Arqueias extremófilas, um grupo fascinante de microrganismos, têm apresentado um potencial notável em biotecnologia agrícola, especialmente na mitigação do estresse causado pela salinidade do solo. Recentes estudos têm revelado que essas arqueias podem melhorar a tolerância das plantas de milho ao excesso de sal, fomentando seu crescimento vigoroso mesmo em condições desfavoráveis. Esta descoberta é particularmente relevante para áreas onde a salinidade compromete a produtividade agrícola, como no Semiárido nordestino, onde muitos solos são considerados improdutivos devido à acumulação de sais.
Em pesquisa conjunta entre a Embrapa e a Brandeis University nos Estados Unidos, cientistas isolaram arqueias das raízes da erva-sal (Atriplex nummularia), uma planta reconhecida por sua adaptação a ambientes salinos. Os experimentos mostraram que, ao serem cultivadas com milho em condições controladas, as arqueias não apenas reduziram os efeitos nocivos do sal, mas também promoveram uma maior tolerância fisiológica nas plantas. Essa interação é facilitada pela colonização das raízes do milho, onde os microrganismos realizam trocas químicas que beneficiam o crescimento das plantas.
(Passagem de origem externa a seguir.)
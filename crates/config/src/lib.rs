//! Daemon configuration.
//!
//! A [`Config`] is assembled once at startup from built-in defaults, an
//! optional TOML file ([`FileConfig`]) and command-line [`Overrides`], in that
//! order of precedence. After validation it is never mutated; components
//! receive it as `Arc<Config>`.

mod file;

use std::path::PathBuf;
use std::str::FromStr;
use std::time::Duration;

use serde::{Deserialize, Serialize};

pub use file::{FileConfig, config_dir, default_config_path};

/// Quiet period after the last event before a path is processed.
pub const DEFAULT_DEBOUNCE_MS: u64 = 1000;

/// How long a file's size must hold still before it is considered written.
pub const DEFAULT_STABILITY_WINDOW_MS: u64 = 500;

/// Interval between size polls during the stability wait.
pub const DEFAULT_STABILITY_POLL_MS: u64 = 100;

/// Upload attempts allowed past the stability wait at once.
pub const DEFAULT_MAX_CONCURRENT_UPLOADS: usize = 4;

/// How long shutdown waits for in-flight attempts.
pub const DEFAULT_SHUTDOWN_GRACE_MS: u64 = 1000;

/// Credential-store service name for the stored service-account key.
pub const DEFAULT_CREDENTIAL_SERVICE: &str = "bucketdrop-sa-key";

/// Credential-store account name for the stored service-account key.
pub const DEFAULT_CREDENTIAL_ACCOUNT: &str = "default";

/// Errors produced while building the configuration.
#[derive(Debug, thiserror::Error)]
pub enum ConfigError {
    #[error("failed to read config file {path}: {source}")]
    Read {
        path: PathBuf,
        #[source]
        source: std::io::Error,
    },

    #[error("failed to parse config file {path}: {source}")]
    Parse {
        path: PathBuf,
        #[source]
        source: toml::de::Error,
    },

    #[error("--source is required: specify the folder to monitor")]
    MissingSource,

    #[error("--bucket is required: specify the destination bucket")]
    MissingBucket,

    #[error("source folder '{0}' does not exist")]
    SourceNotFound(PathBuf),

    #[error("source '{0}' is not a directory")]
    SourceNotDirectory(PathBuf),

    #[error("failed to inspect source folder '{path}': {source}")]
    SourceInaccessible {
        path: PathBuf,
        #[source]
        source: std::io::Error,
    },

    #[error("stability poll interval must be greater than zero")]
    ZeroPollInterval,

    #[error("local backend requires local_root")]
    MissingLocalRoot,

    #[error("unknown backend '{0}' (expected 'gcs' or 'local')")]
    UnknownBackend(String),
}

/// Selects the object-store implementation.
#[derive(Debug, Clone, Copy, Default, PartialEq, Eq, Serialize, Deserialize)]
#[serde(rename_all = "lowercase")]
pub enum BackendKind {
    #[default]
    Gcs,
    Local,
}

impl FromStr for BackendKind {
    type Err = ConfigError;

    fn from_str(s: &str) -> Result<Self, Self::Err> {
        match s.to_ascii_lowercase().as_str() {
            "gcs" => Ok(Self::Gcs),
            "local" => Ok(Self::Local),
            other => Err(ConfigError::UnknownBackend(other.to_string())),
        }
    }
}

/// Resolved object-store backend.
#[derive(Debug, Clone, PartialEq, Eq)]
pub enum Backend {
    /// Google Cloud Storage JSON API.
    Gcs,
    /// A local directory standing in for the remote store.
    Local { root: PathBuf },
}

/// Values supplied on the command line. `None` / `false` means "not given".
#[derive(Debug, Clone, Default)]
pub struct Overrides {
    pub source: Option<PathBuf>,
    pub bucket: Option<String>,
    pub project: Option<String>,
    pub impersonate_service_account: Option<String>,
    pub verbose: bool,
    pub debounce_ms: Option<u64>,
    pub stability_window_ms: Option<u64>,
    pub stability_poll_ms: Option<u64>,
    pub backend: Option<BackendKind>,
    pub local_root: Option<PathBuf>,
    pub no_notifications: bool,
}

/// Immutable daemon configuration.
#[derive(Debug, Clone)]
pub struct Config {
    /// Directory being watched (non-recursive).
    pub source: PathBuf,
    /// Destination bucket.
    pub bucket: String,
    /// Quota/billing project sent with every request.
    pub project: Option<String>,
    /// Identity to impersonate when no stored key is available.
    pub impersonate_service_account: Option<String>,
    pub verbose: bool,
    pub debounce: Duration,
    pub stability_window: Duration,
    pub stability_poll: Duration,
    /// Upper bound on the stability wait; `None` waits forever.
    pub stability_timeout: Option<Duration>,
    /// 0 disables the cap.
    pub max_concurrent_uploads: usize,
    pub shutdown_grace: Duration,
    pub notifications: bool,
    pub backend: Backend,
    pub credential_service: String,
    pub credential_account: String,
}

impl Config {
    /// Creates a configuration with default tunables. Not validated.
    pub fn new(source: impl Into<PathBuf>, bucket: impl Into<String>) -> Self {
        Self {
            source: source.into(),
            bucket: bucket.into(),
            project: None,
            impersonate_service_account: None,
            verbose: false,
            debounce: Duration::from_millis(DEFAULT_DEBOUNCE_MS),
            stability_window: Duration::from_millis(DEFAULT_STABILITY_WINDOW_MS),
            stability_poll: Duration::from_millis(DEFAULT_STABILITY_POLL_MS),
            stability_timeout: None,
            max_concurrent_uploads: DEFAULT_MAX_CONCURRENT_UPLOADS,
            shutdown_grace: Duration::from_millis(DEFAULT_SHUTDOWN_GRACE_MS),
            notifications: true,
            backend: Backend::Gcs,
            credential_service: DEFAULT_CREDENTIAL_SERVICE.into(),
            credential_account: DEFAULT_CREDENTIAL_ACCOUNT.into(),
        }
    }

    /// Merges defaults, file values and overrides, then validates.
    pub fn from_sources(file: FileConfig, cli: Overrides) -> Result<Self, ConfigError> {
        let source = cli.source.or(file.source).ok_or(ConfigError::MissingSource)?;
        let bucket = cli
            .bucket
            .or(file.bucket)
            .filter(|b| !b.is_empty())
            .ok_or(ConfigError::MissingBucket)?;

        let mut config = Config::new(source, bucket);
        config.project = non_empty(cli.project.or(file.project));
        config.impersonate_service_account =
            non_empty(cli.impersonate_service_account.or(file.impersonate_service_account));
        config.verbose = cli.verbose || file.verbose.unwrap_or(false);

        if let Some(ms) = cli.debounce_ms.or(file.debounce_ms) {
            config.debounce = Duration::from_millis(ms);
        }
        if let Some(ms) = cli.stability_window_ms.or(file.stability_window_ms) {
            config.stability_window = Duration::from_millis(ms);
        }
        if let Some(ms) = cli.stability_poll_ms.or(file.stability_poll_ms) {
            config.stability_poll = Duration::from_millis(ms);
        }
        config.stability_timeout = file.stability_timeout_ms.map(Duration::from_millis);
        if let Some(n) = file.max_concurrent_uploads {
            config.max_concurrent_uploads = n;
        }
        if let Some(ms) = file.shutdown_grace_ms {
            config.shutdown_grace = Duration::from_millis(ms);
        }
        config.notifications = !cli.no_notifications && file.notifications.unwrap_or(true);

        config.backend = match cli.backend.or(file.backend).unwrap_or_default() {
            BackendKind::Gcs => Backend::Gcs,
            BackendKind::Local => Backend::Local {
                root: cli
                    .local_root
                    .or(file.local_root)
                    .ok_or(ConfigError::MissingLocalRoot)?,
            },
        };
        if let Some(service) = non_empty(file.credential_service) {
            config.credential_service = service;
        }
        if let Some(account) = non_empty(file.credential_account) {
            config.credential_account = account;
        }

        config.validate()?;
        Ok(config)
    }

    /// Checks invariants that must hold before watching starts.
    ///
    /// The source directory is checked once here and never re-validated.
    pub fn validate(&self) -> Result<(), ConfigError> {
        if self.source.as_os_str().is_empty() {
            return Err(ConfigError::MissingSource);
        }
        if self.bucket.is_empty() {
            return Err(ConfigError::MissingBucket);
        }
        match std::fs::metadata(&self.source) {
            Ok(meta) if meta.is_dir() => {}
            Ok(_) => return Err(ConfigError::SourceNotDirectory(self.source.clone())),
            Err(e) if e.kind() == std::io::ErrorKind::NotFound => {
                return Err(ConfigError::SourceNotFound(self.source.clone()));
            }
            Err(source) => {
                return Err(ConfigError::SourceInaccessible {
                    path: self.source.clone(),
                    source,
                });
            }
        }
        if self.stability_poll.is_zero() {
            return Err(ConfigError::ZeroPollInterval);
        }
        Ok(())
    }
}

fn non_empty(value: Option<String>) -> Option<String> {
    value.filter(|v| !v.trim().is_empty())
}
As análises usando qPCR confirmaram a efetiva colonização da rizosfera, e o sequenciamento genômico revelou a presença de genes responsáveis pela produção de fitormônios e osmoprotetores, mostrando como as arqueias ajudam o milho a lidar com o estresse salino. A presença dessas arqueias elevou a biomassa e manteve níveis adequados de clorofila, ressaltando o potencial dessas intervenções no fortalecimento da segurança alimentar em solo salinizado.
Conforme os pesquisadores ressaltam, a aplicação de inoculantes microbianos à base de arqueias abre novas possibilidades para a agricultura. Itamar Melo, coordenador do estudo, enfatiza que a salinização não é um problema restrito ao Semiárido, mas afeta diversas regiões globais. Na realidade brasileira, estima-se que cerca de 16 milhões de hectares estejam comprometidos por sais, um desafio que se observa também em escala internacional, com 1,38 bilhão de hectares afetados em todo o mundo.
As perspectivas práticas para a aplicação de bioinoculantes são promissoras. Testes em campo poderão avaliar a eficácia desses microrganismos, permitindo que culturas vulneráveis, como milho e feijão, prosperem em ambientes adversos. Combinada a estratégias de manejo já estabelecidas, essa abordagem inovadora pode aumentar a resiliência dos sistemas agrícolas, contribuindo significadamente para a renda no campo e garantindo a produção de alimentos em face das mudanças climáticas e da salinização crescente dos solos.